• [Problem] Please return all lines from the records below that include the string "Wire".
Start of Block
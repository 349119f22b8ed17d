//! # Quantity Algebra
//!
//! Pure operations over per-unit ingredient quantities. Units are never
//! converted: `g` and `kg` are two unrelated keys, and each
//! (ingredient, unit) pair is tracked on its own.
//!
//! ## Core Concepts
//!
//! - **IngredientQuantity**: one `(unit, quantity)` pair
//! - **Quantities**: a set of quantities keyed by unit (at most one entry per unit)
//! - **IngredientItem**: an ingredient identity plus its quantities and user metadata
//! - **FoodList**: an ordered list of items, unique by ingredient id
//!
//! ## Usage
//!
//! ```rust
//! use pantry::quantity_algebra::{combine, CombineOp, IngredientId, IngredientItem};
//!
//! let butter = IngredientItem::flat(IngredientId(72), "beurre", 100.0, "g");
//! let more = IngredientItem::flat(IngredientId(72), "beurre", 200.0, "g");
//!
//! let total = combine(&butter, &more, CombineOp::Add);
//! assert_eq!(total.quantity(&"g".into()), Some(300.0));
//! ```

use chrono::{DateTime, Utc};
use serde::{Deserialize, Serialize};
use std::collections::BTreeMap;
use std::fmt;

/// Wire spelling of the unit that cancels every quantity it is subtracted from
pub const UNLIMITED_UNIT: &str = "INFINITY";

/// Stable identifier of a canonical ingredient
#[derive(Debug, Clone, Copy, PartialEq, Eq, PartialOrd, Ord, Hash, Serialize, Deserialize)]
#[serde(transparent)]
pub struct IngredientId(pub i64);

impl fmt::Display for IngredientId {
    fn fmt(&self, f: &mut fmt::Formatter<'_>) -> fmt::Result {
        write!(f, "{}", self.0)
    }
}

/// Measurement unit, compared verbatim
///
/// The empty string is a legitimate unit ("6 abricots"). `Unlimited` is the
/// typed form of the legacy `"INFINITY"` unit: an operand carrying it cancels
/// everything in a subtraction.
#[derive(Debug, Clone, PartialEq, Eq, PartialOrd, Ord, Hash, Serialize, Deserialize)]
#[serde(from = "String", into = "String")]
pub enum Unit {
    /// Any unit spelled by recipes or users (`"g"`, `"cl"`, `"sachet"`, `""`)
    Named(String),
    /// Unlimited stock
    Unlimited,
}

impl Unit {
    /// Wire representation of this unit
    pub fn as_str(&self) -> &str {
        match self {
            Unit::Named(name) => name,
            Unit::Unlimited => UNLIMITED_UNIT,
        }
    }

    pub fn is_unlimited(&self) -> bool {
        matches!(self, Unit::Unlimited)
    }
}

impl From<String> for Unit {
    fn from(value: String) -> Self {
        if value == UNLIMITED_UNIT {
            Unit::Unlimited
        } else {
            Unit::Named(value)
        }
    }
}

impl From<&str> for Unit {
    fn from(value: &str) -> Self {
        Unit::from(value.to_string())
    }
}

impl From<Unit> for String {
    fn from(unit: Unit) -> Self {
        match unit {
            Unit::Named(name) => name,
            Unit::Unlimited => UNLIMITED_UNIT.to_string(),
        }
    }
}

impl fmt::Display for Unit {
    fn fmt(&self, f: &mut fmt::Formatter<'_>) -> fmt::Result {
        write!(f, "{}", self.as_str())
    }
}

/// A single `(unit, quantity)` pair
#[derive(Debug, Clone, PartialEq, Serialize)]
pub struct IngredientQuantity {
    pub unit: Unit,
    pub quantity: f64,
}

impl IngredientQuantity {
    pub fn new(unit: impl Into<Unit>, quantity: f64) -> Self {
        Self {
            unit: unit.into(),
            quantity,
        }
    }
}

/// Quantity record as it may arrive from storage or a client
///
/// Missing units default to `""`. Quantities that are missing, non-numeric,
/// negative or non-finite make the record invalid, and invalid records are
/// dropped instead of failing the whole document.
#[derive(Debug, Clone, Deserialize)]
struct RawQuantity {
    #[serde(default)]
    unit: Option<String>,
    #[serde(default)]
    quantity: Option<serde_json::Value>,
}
End of Block
• [Output]
/// Wire spelling of the unit that cancels every quantity it is subtracted from
    /// Wire representation of this unit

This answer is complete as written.